You don't declare the x axis to get one: <ChartContainer> renders a <TimeAxis> at the bottom automatically (showAxis defaults to true). Set showAxis={false} for a bare plot, or to place your own <XAxis> — for a top axis, a label, custom ticks, or a second (transformed) strip.
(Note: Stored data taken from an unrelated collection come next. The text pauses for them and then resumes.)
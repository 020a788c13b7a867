//! Lettered selection menu used for the inventory, item choice in battle
//! and the village shop

use ratatui::prelude::*;
use ratatui::widgets::{Block, Borders, Clear, List, ListItem, Paragraph};

use dg_core::entity::{Item, Weapon};

use crate::theme::Theme;

/// Letter shown beside entry `index` (a-z, then '?')
pub fn entry_letter(index: usize) -> char {
    u8::try_from(index)
        .ok()
        .filter(|i| *i < 26)
        .map_or('?', |i| (b'a' + i) as char)
}

/// Index selected by a letter key
pub fn letter_index(letter: char) -> Option<usize> {
    letter
        .is_ascii_lowercase()
        .then(|| (letter as u8 - b'a') as usize)
}

pub fn format_item(item: &Item) -> String {
    format!("{} ({}g) - {}", item.name, item.value, item.description)
}

pub fn format_weapon(weapon: &Weapon) -> String {
    format!(
        "{} [{}] dmg {} ({}g)",
        weapon.display_name(),
        weapon.kind,
        weapon.damage,
        weapon.value
    )
}

pub struct MenuWidget<'a> {
    title: &'a str,
    entries: &'a [String],
    cursor: usize,
    empty_text: &'a str,
    footer: &'a str,
    border: Color,
    theme: &'a Theme,
}

impl<'a> MenuWidget<'a> {
    pub fn new(title: &'a str, entries: &'a [String], theme: &'a Theme) -> Self {
        Self {
            title,
            entries,
            cursor: 0,
            empty_text: "Nothing here.",
            footer: "",
            border: theme.border_accent,
            theme,
        }
    }

    pub fn cursor(mut self, cursor: usize) -> Self {
        self.cursor = cursor.min(self.entries.len().saturating_sub(1));
        self
    }

    pub fn empty_text(mut self, text: &'a str) -> Self {
        self.empty_text = text;
        self
    }

    pub fn footer(mut self, footer: &'a str) -> Self {
        self.footer = footer;
        self
    }

    pub fn border(mut self, color: Color) -> Self {
        self.border = color;
        self
    }
}

impl Widget for MenuWidget<'_> {
    fn render(self, area: Rect, buf: &mut Buffer) {
        Clear.render(area, buf);

        let block = Block::default()
            .title(self.title)
            .borders(Borders::ALL)
            .border_style(Style::default().fg(self.border));
        let inner = block.inner(area);
        block.render(area, buf);

        let footer_height = u16::from(!self.footer.is_empty());
        let list_area = Rect {
            height: inner.height.saturating_sub(footer_height),
            ..inner
        };

        if self.entries.is_empty() {
            Paragraph::new(self.empty_text)
                .style(Style::default().fg(self.theme.text_dim))
                .render(list_area, buf);
        } else {
            let items: Vec<ListItem> = self
                .entries
                .iter()
                .enumerate()
                .map(|(i, entry)| {
                    let style = if i == self.cursor {
                        Style::default().fg(self.theme.cursor_fg).bg(self.theme.cursor_bg)
                    } else {
                        Style::default().fg(self.theme.text)
                    };
                    ListItem::new(Line::from(format!("{} - {}", entry_letter(i), entry)))
                        .style(style)
                })
                .collect();
            Widget::render(List::new(items), list_area, buf);
        }

        if footer_height > 0 {
            buf.set_string(
                inner.x,
                inner.y + inner.height.saturating_sub(1),
                self.footer,
                Style::default().fg(self.theme.text_dim),
            );
        }
    }
}
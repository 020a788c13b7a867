//! Input handling - convert key events to commands

use crossterm::event::{KeyCode, KeyEvent, KeyModifiers};
use dg_core::combat::AttackType;
use dg_core::map::Direction;

/// Commands available while walking the map
#[derive(Debug, Clone, Copy, PartialEq, Eq)]
pub enum Command {
    Move(Direction),
    Inventory,
    /// Reopen the village menu while standing in one
    Village,
    Quit,
}

/// Commands available on the player's battle turn
#[derive(Debug, Clone, Copy, PartialEq, Eq)]
pub enum BattleCommand {
    Attack(AttackType),
    Items,
    Escape,
}

/// Map-mode bindings: WASD or arrows to move
pub fn key_to_command(key: KeyEvent) -> Option<Command> {
    if key.modifiers.contains(KeyModifiers::CONTROL) {
        return match key.code {
            KeyCode::Char('c') => Some(Command::Quit),
            _ => None,
        };
    }

    match key.code {
        KeyCode::Char('w') | KeyCode::Char('W') | KeyCode::Up => {
            Some(Command::Move(Direction::North))
        }
        KeyCode::Char('s') | KeyCode::Char('S') | KeyCode::Down => {
            Some(Command::Move(Direction::South))
        }
        KeyCode::Char('a') | KeyCode::Char('A') | KeyCode::Left => {
            Some(Command::Move(Direction::West))
        }
        KeyCode::Char('d') | KeyCode::Char('D') | KeyCode::Right => {
            Some(Command::Move(Direction::East))
        }
        KeyCode::Char('i') => Some(Command::Inventory),
        KeyCode::Char('v') => Some(Command::Village),
        KeyCode::Char('q') => Some(Command::Quit),
        _ => None,
    }
}

/// Battle bindings
pub fn key_to_battle_command(key: KeyEvent) -> Option<BattleCommand> {
    match key.code {
        KeyCode::Char('a') => Some(BattleCommand::Attack(AttackType::Normal)),
        KeyCode::Char('x') => Some(BattleCommand::Attack(AttackType::Quick)),
        KeyCode::Char('h') => Some(BattleCommand::Attack(AttackType::Heavy)),
        KeyCode::Char('i') => Some(BattleCommand::Items),
        KeyCode::Char('e') => Some(BattleCommand::Escape),
        _ => None,
    }
}
//! Map display widget

use ratatui::prelude::*;
use ratatui::widgets::{Block, Borders, Widget};

use dg_core::map::Map;

use crate::theme::Theme;

/// Widget for rendering the overworld
pub struct MapWidget<'a> {
    map: &'a Map,
    theme: &'a Theme,
}

impl<'a> MapWidget<'a> {
    pub fn new(map: &'a Map, theme: &'a Theme) -> Self {
        Self { map, theme }
    }
}

impl Widget for MapWidget<'_> {
    fn render(self, area: Rect, buf: &mut Buffer) {
        let block = Block::default()
            .borders(Borders::ALL)
            .border_style(Style::default().fg(self.theme.border))
            .title("Desgoblin");

        let inner = block.inner(area);
        block.render(area, buf);

        for (y, row) in self.map.rows().enumerate().take(inner.height as usize) {
            for (x, tile) in row.iter().enumerate().take(inner.width as usize) {
                let style = Style::default().fg(self.theme.tile_color(tile.color()));
                if let Some(cell) =
                    buf.cell_mut(Position::new(inner.x + x as u16, inner.y + y as u16))
                {
                    cell.set_char(tile.display_symbol());
                    cell.set_style(style);
                }
            }
        }
    }
}
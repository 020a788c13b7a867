//! Ratatui widgets for the map, status line, battle panel and menus

mod battle;
mod map;
mod menu;
mod status;

pub use battle::{BATTLE_HINT, BattleWidget};
pub use map::MapWidget;
pub use menu::{MenuWidget, entry_letter, format_item, format_weapon, letter_index};
pub use status::StatusWidget;
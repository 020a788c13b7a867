//! Core game constants

/// Default map dimensions
pub const MAP_WIDTH: usize = 35;
pub const MAP_HEIGHT: usize = 25;

/// Largest seed a player may choose
pub const MAX_SEED: u64 = 1_000_000;

/// Where the player appears on every new map (row, col)
pub const PLAYER_START: (usize, usize) = (1, 1);

/// Rejection-sampling budget for any single placement
pub const MAX_PLACEMENT_ATTEMPTS: u32 = 10_000;

/// Counter-attack chance shared by every character (percent)
pub const COUNTER_CHANCE: i32 = 20;

/// Hero starting stats
pub const HERO_NAME: &str = "Hero";
pub const HERO_HEALTH: i32 = 150;
pub const HERO_EVADE: i32 = 10;
pub const HERO_CRIT: i32 = 15;
pub const HERO_ARMOR: i32 = 5;
pub const HERO_FIRST_THRESHOLD: u32 = 100;

/// Level-up gains
pub const LEVEL_UP_HEALTH: i32 = 10;
pub const LEVEL_UP_STAT: i32 = 1;

/// Enemy batch composition per map (low, mid, high)
pub const LOW_TIER_BATCH: usize = 6;
pub const MID_TIER_BATCH: usize = 4;
pub const HIGH_TIER_BATCH: usize = 2;

/// Bosses to defeat before the game is won
pub const TOTAL_BOSSES: u32 = 10;

/// Deaths allowed on one seed before a new seed is forced
pub const MAX_RETRIES_PER_SEED: u32 = 5;

/// Loot rolls (percent)
pub const ITEM_DROP_CHANCE: i32 = 50;
pub const CURE_DROP_SHARE: i32 = 50;

/// Gold in a treasure chest
pub const TREASURE_GOLD: u32 = 100;

/// Lines of battle log shown at once
pub const BATTLE_LOG_LINES: usize = 5;
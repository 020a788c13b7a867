//! Static game data: terrain catalog and colors

pub mod colors;
pub mod tile;

pub use colors::{ANSI_RESET, TileColor};
pub use tile::{Tile, TileKind, TileRegistry, VISITED_VILLAGE_SYMBOL, tile_name_for_symbol};
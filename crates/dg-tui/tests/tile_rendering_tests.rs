use dg_core::{Session, SessionConfig};
use dg_tui::Theme;
use dg_tui::widgets::MapWidget;
use ratatui::buffer::Buffer;
use ratatui::layout::Rect;
use ratatui::widgets::Widget;

fn rendered(session: &Session, theme: &Theme) -> Buffer {
    let map = session.map();
    let area = Rect::new(0, 0, map.width() as u16 + 2, map.height() as u16 + 2);
    let mut buf = Buffer::empty(area);
    MapWidget::new(map, theme).render(area, &mut buf);
    buf
}

#[test]
fn test_map_widget_matches_plain_render() {
    let session = Session::new(SessionConfig::default(), 42).unwrap();
    let buf = rendered(&session, &Theme::dark());

    for (y, line) in session.map().render_plain().lines().enumerate() {
        for (x, glyph) in line.chars().enumerate() {
            let cell = &buf[(x as u16 + 1, y as u16 + 1)];
            assert_eq!(cell.symbol(), glyph.to_string(), "mismatch at ({y}, {x})");
        }
    }
}

#[test]
fn test_player_and_frame_glyphs() {
    let session = Session::new(SessionConfig::default(), 7).unwrap();
    let theme = Theme::dark();
    let buf = rendered(&session, &theme);

    assert_eq!(buf[(1, 1)].symbol(), "=");
    assert_eq!(buf[(1, 2)].symbol(), "|");
    assert_eq!(buf[(2, 2)].symbol(), "P");
}

#[test]
fn test_wall_color_follows_theme() {
    let session = Session::new(SessionConfig::default(), 7).unwrap();
    let theme = Theme::light();
    let buf = rendered(&session, &theme);
    let wall = session.map().rows().next().unwrap()[0].color();
    assert_eq!(buf[(1, 1)].fg, theme.tile_color(wall));
}
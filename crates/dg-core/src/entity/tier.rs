//! Power brackets for enemies, weapons and items

use serde::{Deserialize, Serialize};
use strum::{Display, EnumIter, EnumString, IntoStaticStr};

use crate::rng::RandomSource;

/// Difficulty bracket driving stats, loot quality and experience
#[derive(
    Debug,
    Clone,
    Copy,
    PartialEq,
    Eq,
    Hash,
    Serialize,
    Deserialize,
    Display,
    EnumIter,
    EnumString,
    IntoStaticStr,
)]
#[serde(rename_all = "lowercase")]
#[strum(serialize_all = "lowercase", ascii_case_insensitive)]
pub enum Tier {
    Low,
    Mid,
    High,
    Boss,
}

impl Tier {
    /// Experience for defeating an enemy of this tier
    pub const fn experience_reward(&self) -> u32 {
        match self {
            Tier::Low => 50,
            Tier::Mid => 100,
            Tier::High => 200,
            Tier::Boss => 0,
        }
    }

    /// Percent chance to flee from an enemy of this tier
    pub const fn escape_chance(&self) -> i32 {
        match self {
            Tier::Low => 60,
            Tier::Mid => 40,
            Tier::High => 20,
            Tier::Boss => 0,
        }
    }

    /// Quality of an item dropped by an enemy of this tier
    pub fn drop_item_tier<R: RandomSource + ?Sized>(&self, rng: &mut R) -> ItemTier {
        match self {
            Tier::Low => ItemTier::Small,
            Tier::Mid => {
                if rng.pick_index(2) == 0 {
                    ItemTier::Mids
                } else {
                    ItemTier::Midh
                }
            }
            Tier::High => ItemTier::Large,
            Tier::Boss => ItemTier::Superior,
        }
    }

    /// Title-cased label for display
    pub const fn label(&self) -> &'static str {
        match self {
            Tier::Low => "Low",
            Tier::Mid => "Mid",
            Tier::High => "High",
            Tier::Boss => "Boss",
        }
    }
}

/// Experience for a tier given by name; unknown names are worth nothing
pub fn experience_for_tier_name(name: &str) -> u32 {
    name.parse::<Tier>().map_or(0, |tier| tier.experience_reward())
}

/// Escape chance for a tier given by name; unknown names cannot be fled
pub fn escape_chance_for_tier_name(name: &str) -> i32 {
    name.parse::<Tier>().map_or(0, |tier| tier.escape_chance())
}

/// Consumable quality ladder
#[derive(
    Debug,
    Clone,
    Copy,
    PartialEq,
    Eq,
    Hash,
    PartialOrd,
    Ord,
    Serialize,
    Deserialize,
    Display,
    EnumIter,
    EnumString,
    IntoStaticStr,
)]
#[serde(rename_all = "lowercase")]
#[strum(serialize_all = "lowercase", ascii_case_insensitive)]
pub enum ItemTier {
    Small,
    Mids,
    Midh,
    Large,
    Superior,
}

impl ItemTier {
    /// Percent of max health restored by a cure
    pub const fn heal_percent(&self) -> i32 {
        match self {
            ItemTier::Small => 15,
            ItemTier::Mids => 30,
            ItemTier::Midh => 50,
            ItemTier::Large => 70,
            ItemTier::Superior => 100,
        }
    }

    /// Shop price of a cure
    pub const fn cure_value(&self) -> u32 {
        match self {
            ItemTier::Small => 10,
            ItemTier::Mids => 20,
            ItemTier::Midh => 35,
            ItemTier::Large => 50,
            ItemTier::Superior => 75,
        }
    }

    /// Flat damage of a throwable (also its price)
    pub const fn throwable_damage(&self) -> i32 {
        match self {
            ItemTier::Small => 10,
            ItemTier::Mids => 20,
            ItemTier::Midh => 35,
            ItemTier::Large => 50,
            ItemTier::Superior => 75,
        }
    }
}

#[cfg(test)]
mod tests {
    use super::*;
    use crate::rng::FixedRolls;

    #[test]
    fn test_experience_by_tier() {
        assert_eq!(Tier::Low.experience_reward(), 50);
        assert_eq!(Tier::Mid.experience_reward(), 100);
        assert_eq!(Tier::High.experience_reward(), 200);
        assert_eq!(Tier::Boss.experience_reward(), 0);
    }

    #[test]
    fn test_experience_by_name() {
        assert_eq!(experience_for_tier_name("high"), 200);
        assert_eq!(experience_for_tier_name("mid"), 100);
        assert_eq!(experience_for_tier_name("low"), 50);
        assert_eq!(experience_for_tier_name("legendary"), 0);
        assert_eq!(experience_for_tier_name(""), 0);
    }

    #[test]
    fn test_escape_chance_by_name() {
        assert_eq!(escape_chance_for_tier_name("low"), 60);
        assert_eq!(escape_chance_for_tier_name("MID"), 40);
        assert_eq!(escape_chance_for_tier_name("high"), 20);
        assert_eq!(escape_chance_for_tier_name("boss"), 0);
        assert_eq!(escape_chance_for_tier_name("dragon"), 0);
    }

    #[test]
    fn test_drop_tier_mapping() {
        let mut rolls = FixedRolls::new([0, 1]);
        assert_eq!(Tier::Low.drop_item_tier(&mut rolls), ItemTier::Small);
        assert_eq!(Tier::High.drop_item_tier(&mut rolls), ItemTier::Large);
        assert_eq!(Tier::Boss.drop_item_tier(&mut rolls), ItemTier::Superior);
        assert_eq!(Tier::Mid.drop_item_tier(&mut rolls), ItemTier::Mids);
        assert_eq!(Tier::Mid.drop_item_tier(&mut rolls), ItemTier::Midh);
    }

    #[test]
    fn test_tier_strings() {
        assert_eq!(Tier::High.to_string(), "high");
        assert_eq!("Boss".parse::<Tier>(), Ok(Tier::Boss));
        assert_eq!("midh".parse::<ItemTier>(), Ok(ItemTier::Midh));
    }
}
#[derive(Debug, Clone, PartialEq, Eq)]
pub enum Encounter {
    /// A battle has started; the player stays put until it is won
    Enemy { name: String },
    Boss { name: String },
    /// Moved into an unvisited village; its shop is open
    Village,
    Treasure { gold: u32 },
}

/// Result of [`Session::step`]
#[derive(Debug, Clone, PartialEq, Eq)]
pub enum MoveOutcome {
    Blocked,
    Moved,
    Encounter(Encounter),
}

#[derive(Debug, Clone, Copy, PartialEq, Eq)]
pub enum GameStatus {
    Playing,
    Defeated { deaths: u32, retry_allowed: bool },
    Won,
}

/// How a battle round left things
#[derive(Debug, Clone, PartialEq, Eq)]
pub enum BattleResolution {
    Ongoing,
    Escaped,
    Victory(VictoryRewards),
    /// `next_seed` is the new level's seed, or `None` when that was the
    /// last boss
    BossDefeated {
        rewards: VictoryRewards,
        next_seed: Option<u64>,
    },
    Defeat { retry_allowed: bool },
}

#[derive(Debug, Clone, PartialEq, Eq)]
pub struct BattleTurn {
    pub messages: Vec<String>,
    pub resolution: BattleResolution,
}

#[derive(Debug, Clone)]
struct ActiveBattle {
    battle: Battle,
    /// Cell the opponent was met on
    pos: Position,
}

/// A level generated ahead of a boss kill. `stream` is the session stream
/// after the seed draw.
#[derive(Debug)]
struct NextLevel {
    map: Map,
    rng: GameRng,
    seed: u64,
    cycle: u32,
    stream: GameRng,
}

#[derive(Debug, Clone)]
pub struct Session {
    config: SessionConfig,
    hero: Character,
    map: Map,
    seed: u64,
    rng: GameRng,
    /// Bumped on every new game and every boss defeated
    cycle: u32,
    bosses_defeated: u32,
    deaths: HashMap<u64, u32>,
    battle: Option<ActiveBattle>,
    pending_loot: Option<Weapon>,
    /// Open while the player stands in a village
    shop: Option<Shop>,
    status: GameStatus,
    messages: Vec<String>,
}

fn check_seed(seed: u64) -> Result<(), SessionError> {
    if seed > MAX_SEED {
        return Err(SessionError::InvalidSeed(seed));
    }
    Ok(())
}

/// Generate a level and populate it. The returned stream continues from the
/// generator's last draw.
fn build_level(
    config: &MapConfig,
    seed: u64,
    bosses_defeated: u32,
    cycle: u32,
) -> Result<(Map, GameRng), SessionError> {
    let mut rng = GameRng::new(seed);
    let mut map = Map::generate(config.clone(), seed, &mut rng)?;
    map.place_player();
    let enemies = select_enemies(bosses_defeated, cycle, &mut rng)?;
    map.place_enemies(enemies, &mut rng)?;
    Ok((map, rng))
}
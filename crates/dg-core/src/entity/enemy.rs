//! Enemy and boss generation

use super::{BossTraits, Character, EnemyState, Role, Tier, Weapon, generate_weapon};
use crate::errors::EntityError;
use crate::rng::RandomSource;

const LOW_NAMES: &[&str] = &[
    "Slime", "Rat", "Goblin", "Spider", "Bat", "Snake", "Kobold", "Imp", "Bandit",
    "Skeleton", "Zombie", "Giant Rat", "Cave Beetle", "Mud Crab", "Shadow Cat", "Wild Dog",
    "Giant Centipede", "Boggart", "Pixie", "Dust Mephit", "Giant Spider", "Stirge", "Ghoul",
    "Wisp", "Carrion Beetle", "Giant Ant", "Fire Beetle", "Feral Boar", "Dire Rabbit",
    "Wood Sprite", "Giant Snail", "Frost Beetle", "Shade", "Cursed Doll", "Thornling",
    "Scarecrow", "Gutter Rat", "Giant Leech", "Dark Fairy", "Ash Crawler", "Dire Mole",
    "Fungal Sprite", "Rusted Automaton", "Rotten Hound", "Grave Mite", "Hedge Gremlin",
    "Black Cat", "Bog Imp", "Plague Rat", "Dire Toad", "Sewer Slime", "Lost Soul",
];

const MID_NAMES: &[&str] = &[
    "Big Goblin", "Hobgoblin", "Orc", "Gnoll", "Wight", "Troll", "Ogre", "Minotaur", "Centaur",
    "Werewolf", "Harpy", "Griffon", "Cyclops", "Gargoyle", "Rakshasa", "Sea Hag", "Doppelganger",
    "Dark Knight", "Redcap", "Chimera", "Banshee", "Dire Wolf", "Revenant", "Barghest",
    "Manticore", "Gorgon", "Siren", "Basilisk", "Cursed Armor", "Bone Naga", "Kelpie", "Wendigo",
    "Werebear", "Wyrmling", "Phantom Knight", "Headless Horseman", "Sand Wraith",
    "Storm Elemental", "Night Hag", "Stone Golem", "Hellhound", "Fire Djinn", "Bog Witch",
    "Frost Troll", "Cave Troll", "Giant Scorpion", "Draugr", "Hill Giant", "Bugbear",
    "Black Knight",
];

const HIGH_NAMES: &[&str] = &[
    "Wyvern", "Drake", "Titan", "Lich", "Vampire", "Dragon", "Behemoth", "Balor", "Kraken",
    "Nightmare", "Elder Brain", "Shoggoth", "Demon Lord", "Pit Fiend", "Hydra", "Aboleth",
    "Phoenix", "Archdemon", "Leviathan", "Bone Dragon", "Storm Giant", "Sphinx", "Charybdis",
    "Scylla", "Tarrasque", "Frost Wyrm", "Fenrir", "Jormungandr", "Nemean Lion", "Ifrit",
    "Archlich", "Death Knight", "Demogorgon", "Typhon", "Echidna", "Kronos", "Celestial Dragon",
    "The Devourer",
];

/// Stat ranges for one tier
struct StatRanges {
    health: (i32, i32),
    evade: (i32, i32),
    crit: (i32, i32),
    armor: (i32, i32),
}

fn tier_profile(tier: Tier) -> Result<(&'static [&'static str], StatRanges), EntityError> {
    match tier {
        Tier::Low => Ok((
            LOW_NAMES,
            StatRanges {
                health: (10, 30),
                evade: (0, 5),
                crit: (5, 8),
                armor: (0, 2),
            },
        )),
        Tier::Mid => Ok((
            MID_NAMES,
            StatRanges {
                health: (40, 80),
                evade: (5, 10),
                crit: (8, 12),
                armor: (2, 6),
            },
        )),
        Tier::High => Ok((
            HIGH_NAMES,
            StatRanges {
                health: (80, 120),
                evade: (10, 15),
                crit: (12, 20),
                armor: (6, 12),
            },
        )),
        Tier::Boss => Err(EntityError::InvalidTier(tier.to_string())),
    }
}

/// `value * percent / 100`, truncated
pub(crate) fn scale_percent(value: i32, percent: u32) -> i32 {
    (i64::from(value) * i64::from(percent) / 100) as i32
}

/// Roll a regular enemy of `tier`.
///
/// Health is scaled by `1 + 0.2 * cycle`; evade, crit and armor by
/// `1 + 0.1 * cycle`, truncating. Bosses come from [`generate_boss`] instead.
pub fn generate_enemy<R: RandomSource + ?Sized>(
    tier: Tier,
    cycle: u32,
    rng: &mut R,
) -> Result<Character, EntityError> {
    let (names, ranges) = tier_profile(tier)?;
    let name = names[rng.pick_index(names.len())];
    let health = rng.range_inclusive(ranges.health.0, ranges.health.1);
    let evade = rng.range_inclusive(ranges.evade.0, ranges.evade.1);
    let crit = rng.range_inclusive(ranges.crit.0, ranges.crit.1);
    let armor = rng.range_inclusive(ranges.armor.0, ranges.armor.1);

    let health_percent = 100 + 20 * cycle;
    let stat_percent = 100 + 10 * cycle;
    let weapon = generate_weapon(tier, cycle, rng)?;

    Ok(Character::new(
        name,
        scale_percent(health, health_percent),
        weapon,
        scale_percent(evade, stat_percent),
        scale_percent(crit, stat_percent),
        scale_percent(armor, stat_percent),
        Role::Enemy(EnemyState::new(tier)),
    ))
}

/// Roll an enemy from a tier name such as "mid"
pub fn generate_enemy_named<R: RandomSource + ?Sized>(
    tier: &str,
    cycle: u32,
    rng: &mut R,
) -> Result<Character, EntityError> {
    let tier = tier
        .parse::<Tier>()
        .map_err(|_| EntityError::InvalidTier(tier.to_string()))?;
    generate_enemy(tier, cycle, rng)
}

impl Character {
    /// Multiply health (resetting max health), weapon damage and armor by
    /// `percent / 100`
    pub fn scale_stats(&mut self, percent: u32) {
        self.health = scale_percent(self.health, percent).max(0);
        self.health_max = self.health;
        self.weapon = self.weapon.scaled(percent);
        self.armor = scale_percent(self.armor, percent);
    }
}

/// Boss catalog row
struct BossTemplate {
    name: &'static str,
    health: i32,
    weapon: (&'static str, &'static str, i32),
    evade: i32,
    crit: i32,
    armor: i32,
    skills: &'static [&'static str],
    drops: &'static [&'static str],
}

const BOSSES: &[BossTemplate] = &[BossTemplate {
    name: "Dragon Lord",
    health: 200,
    weapon: ("Flame Breath", "natural", 30),
    evade: 10,
    crit: 15,
    armor: 15,
    skills: &["Firestorm", "Tail Swipe"],
    drops: &["Superior Health Potion", "Explosive Charge"],
}];

/// Number of distinct bosses in the catalog
pub fn boss_count() -> usize {
    BOSSES.len()
}

/// Build the boss at catalog `index`
pub fn generate_boss(index: usize) -> Result<Character, EntityError> {
    let data = BOSSES.get(index).ok_or(EntityError::UnknownBoss(index))?;
    let (weapon_name, weapon_kind, damage) = data.weapon;
    Ok(Character::new(
        data.name,
        data.health,
        Weapon::new(weapon_name, weapon_kind, damage, 0, Tier::Boss),
        data.evade,
        data.crit,
        data.armor,
        Role::Boss(
            EnemyState::new(Tier::Boss),
            BossTraits {
                skills: data.skills.iter().map(|s| s.to_string()).collect(),
                drops: data.drops.iter().map(|s| s.to_string()).collect(),
            },
        ),
    ))
}

/// Boss for the given count of bosses already defeated, wrapping around
/// the catalog
pub fn boss_for_round(bosses_defeated: u32) -> Result<Character, EntityError> {
    generate_boss(bosses_defeated as usize % BOSSES.len())
}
Its kind is inferred from the data, never set by a prop: a TimeSeries gives a time axis, a ValueSeries a value axis, and BarChart categories a category axis. Every layer in a container must agree on the kind — a mix throws. <TimeAxis> and <CategoryAxis> are both just <XAxis> presets; the kind follows the data regardless of which you render.

<XAxis> props

PropTypeDefaultPurpose
side'top' | 'bottom''bottom'Which edge. Declaration order stacks multiple strips.
labelstringCentred axis title.
formatAxisFormatcontainer'sTick/cursor formatting, resolved against the axis kind.
ticksReadonlyArray<{ at: number; label: string }>autoExplicit ticks in axis-value units.
transform{ to(v): number; from(u): number }Relabel the same scale into a derived unit (a second tick layout).
align'auto' | 'center' | 'right''center'Horizontal tick-label placement.
colorstringthemeTick / label / rule / title colour — the lever for a stacked dual axis.
heightnumberfit-to-contentStrip height in px.

Dual x-axes — transform

A second <XAxis> with a transform relabels the same pixel scale into a derived unit — one scale, two tick layouts, never two scales. The to / from pair are monotonic inverses and may be nonlinear:

src/examples/charts-value-axis-dual.tsx
import {
ChartContainer,
ChartRow,
Layers,
LineChart,
ScatterChart,
XAxis,
YAxis,
} from '@pond-ts/charts';
import { useSiteChartTheme } from '@site/src/theme/useSiteChartTheme';
import { SPOT, smileChain } from './lib/value-axis-fixtures';

export default function ChartsValueAxisDual() {
const theme = useSiteChartTheme();
const chain = smileChain();

return (
<ChartContainer showAxis={false} width={560} theme={theme}>
{/* A second <XAxis> relabels the SAME shared scale into a derived
unit via `transform` — one pixel mapping, two tick layouts. Here
strike (below) and moneyness = strike / spot (above) are linearly
related, so the top strip's ticks land evenly too. */}
<XAxis
side="top"
transform={{ to: (k) => k / SPOT, from: (m) => m * SPOT }}
format=".2f"
label="Moneyness"
/>
<ChartRow height={220}>
<YAxis id="iv" label="implied vol" format=".1%" width={60} />
<Layers>
<LineChart series={chain} column="fair" curve="natural" />
<ScatterChart series={chain} column="fair" id="fair" />
</Layers>
</ChartRow>
<XAxis label="Strike" format=",.0f" />
</ChartContainer>
);
}

Declaration order stacks the strips (before <ChartRow> → above the plot, after → below); gridlines always follow the container's primary ticks. This is relabeling, not the axis-kind mixing that throws — the scale is unchanged.

Time formatting

ChartContainer's timeFormat is the shared formatter for both the auto axis labels and the cursor-time readout (omit it for d3's multi-scale time default). A per-instance <XAxis format> overrides just that axis's labels. Either opts the axis out of the two-row boundary-label layout.